▸ **Task instructions**
The whole set of entries is to be restated word for word.

▸ **Data under study**
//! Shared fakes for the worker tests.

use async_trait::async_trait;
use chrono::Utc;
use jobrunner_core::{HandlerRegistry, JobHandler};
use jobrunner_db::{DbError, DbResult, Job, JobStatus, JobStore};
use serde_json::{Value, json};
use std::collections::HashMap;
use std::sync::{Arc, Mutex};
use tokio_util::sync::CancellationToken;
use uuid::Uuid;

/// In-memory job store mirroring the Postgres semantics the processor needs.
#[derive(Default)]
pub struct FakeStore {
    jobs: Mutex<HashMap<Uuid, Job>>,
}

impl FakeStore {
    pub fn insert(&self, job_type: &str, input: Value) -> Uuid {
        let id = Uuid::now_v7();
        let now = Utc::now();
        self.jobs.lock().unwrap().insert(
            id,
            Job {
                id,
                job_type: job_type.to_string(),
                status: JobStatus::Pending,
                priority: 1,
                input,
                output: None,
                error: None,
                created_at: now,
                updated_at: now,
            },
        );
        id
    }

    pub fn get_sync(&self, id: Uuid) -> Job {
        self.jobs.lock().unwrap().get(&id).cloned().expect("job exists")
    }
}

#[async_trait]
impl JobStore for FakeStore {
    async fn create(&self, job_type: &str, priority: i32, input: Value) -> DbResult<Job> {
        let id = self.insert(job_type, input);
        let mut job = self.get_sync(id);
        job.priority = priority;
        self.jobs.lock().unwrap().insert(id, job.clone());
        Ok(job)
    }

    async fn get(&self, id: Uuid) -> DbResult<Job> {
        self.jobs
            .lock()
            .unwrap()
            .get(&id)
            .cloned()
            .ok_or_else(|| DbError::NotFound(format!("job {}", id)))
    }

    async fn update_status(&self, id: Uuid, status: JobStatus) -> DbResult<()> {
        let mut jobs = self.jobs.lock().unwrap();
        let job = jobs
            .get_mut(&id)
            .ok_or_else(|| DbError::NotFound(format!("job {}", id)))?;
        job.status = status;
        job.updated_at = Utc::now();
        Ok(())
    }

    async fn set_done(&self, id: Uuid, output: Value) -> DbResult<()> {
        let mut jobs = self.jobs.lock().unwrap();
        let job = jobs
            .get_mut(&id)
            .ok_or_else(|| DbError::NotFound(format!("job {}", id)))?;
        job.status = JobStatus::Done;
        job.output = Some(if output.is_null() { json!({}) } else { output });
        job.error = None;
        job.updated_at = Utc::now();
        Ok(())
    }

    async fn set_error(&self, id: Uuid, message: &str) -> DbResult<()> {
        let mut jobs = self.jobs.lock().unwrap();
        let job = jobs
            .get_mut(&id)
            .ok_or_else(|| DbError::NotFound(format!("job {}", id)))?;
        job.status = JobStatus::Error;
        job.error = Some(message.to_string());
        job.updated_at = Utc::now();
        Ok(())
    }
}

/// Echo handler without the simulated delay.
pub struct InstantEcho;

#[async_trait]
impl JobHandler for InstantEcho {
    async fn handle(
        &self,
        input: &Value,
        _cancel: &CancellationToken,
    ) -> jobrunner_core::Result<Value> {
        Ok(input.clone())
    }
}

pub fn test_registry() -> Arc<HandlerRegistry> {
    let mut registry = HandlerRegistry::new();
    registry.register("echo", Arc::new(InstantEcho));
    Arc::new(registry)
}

▸ **Result**
//! Shared fakes for the worker tests.

use async_trait::async_trait;
use chrono::Utc;
use jobrunner_core::{HandlerRegistry, JobHandler};
use jobrunner_db::{DbError, DbResult, Job, JobStatus, JobStore};
use serde_json::{Value, json};
use std::collections::HashMap;
use std::sync::{Arc, Mutex};
use tokio_util::sync::CancellationToken;
use uuid::Uuid;

/// In-memory job store mirroring the Postgres semantics the processor needs.
#[derive(Default)]
pub struct FakeStore {
    jobs: Mutex<HashMap<Uuid, Job>>,
}

impl FakeStore {
    pub fn insert(&self, job_type: &str, input: Value) -> Uuid {
        let id = Uuid::now_v7();
        let now = Utc::now();
        self.jobs.lock().unwrap().insert(
            id,
            Job {
                id,
                job_type: job_type.to_string(),
                status: JobStatus::Pending,
                priority: 1,
                input,
                output: None,
                error: None,
                created_at: now,
                updated_at: now,
            },
        );
        id
    }

    pub fn get_sync(&self, id: Uuid) -> Job {
        self.jobs.lock().unwrap().get(&id).cloned().expect("job exists")
    }
}

#[async_trait]
impl JobStore for FakeStore {
    async fn create(&self, job_type: &str, priority: i32, input: Value) -> DbResult<Job> {
        let id = self.insert(job_type, input);
        let mut job = self.get_sync(id);
        job.priority = priority;
        self.jobs.lock().unwrap().insert(id, job.clone());
        Ok(job)
    }

    async fn get(&self, id: Uuid) -> DbResult<Job> {
        self.jobs
            .lock()
            .unwrap()
            .get(&id)
            .cloned()
            .ok_or_else(|| DbError::NotFound(format!("job {}", id)))
    }

    async fn update_status(&self, id: Uuid, status: JobStatus) -> DbResult<()> {
        let mut jobs = self.jobs.lock().unwrap();
        let job = jobs
            .get_mut(&id)
            .ok_or_else(|| DbError::NotFound(format!("job {}", id)))?;
        job.status = status;
        job.updated_at = Utc::now();
        Ok(())
    }

    async fn set_done(&self, id: Uuid, output: Value) -> DbResult<()> {
        let mut jobs = self.jobs.lock().unwrap();
        let job = jobs
            .get_mut(&id)
            .ok_or_else(|| DbError::NotFound(format!("job {}", id)))?;
        job.status = JobStatus::Done;
        job.output = Some(if output.is_null() { json!({}) } else { output });
        job.error = None;
        job.updated_at = Utc::now();
        Ok(())
    }

    async fn set_error(&self, id: Uuid, message: &str) -> DbResult<()> {
        let mut jobs = self.jobs.lock().unwrap();
        let job = jobs
            .get_mut(&id)
            .ok_or_else(|| DbError::NotFound(format!("job {}", id)))?;
        job.status = JobStatus::Error;
        job.error = Some(message.to_string());
        job.updated_at = Utc::now();
        Ok(())
    }
}

/// Echo handler without the simulated delay.
pub struct InstantEcho;

#[async_trait]
impl JobHandler for InstantEcho {
    async fn handle(
        &self,
        input: &Value,
        _cancel: &CancellationToken,
    ) -> jobrunner_core::Result<Value> {
        Ok(input.clone())
    }
}

pub fn test_registry() -> Arc<HandlerRegistry> {
    let mut registry = HandlerRegistry::new();
    registry.register("echo", Arc::new(InstantEcho));
    Arc::new(registry)
}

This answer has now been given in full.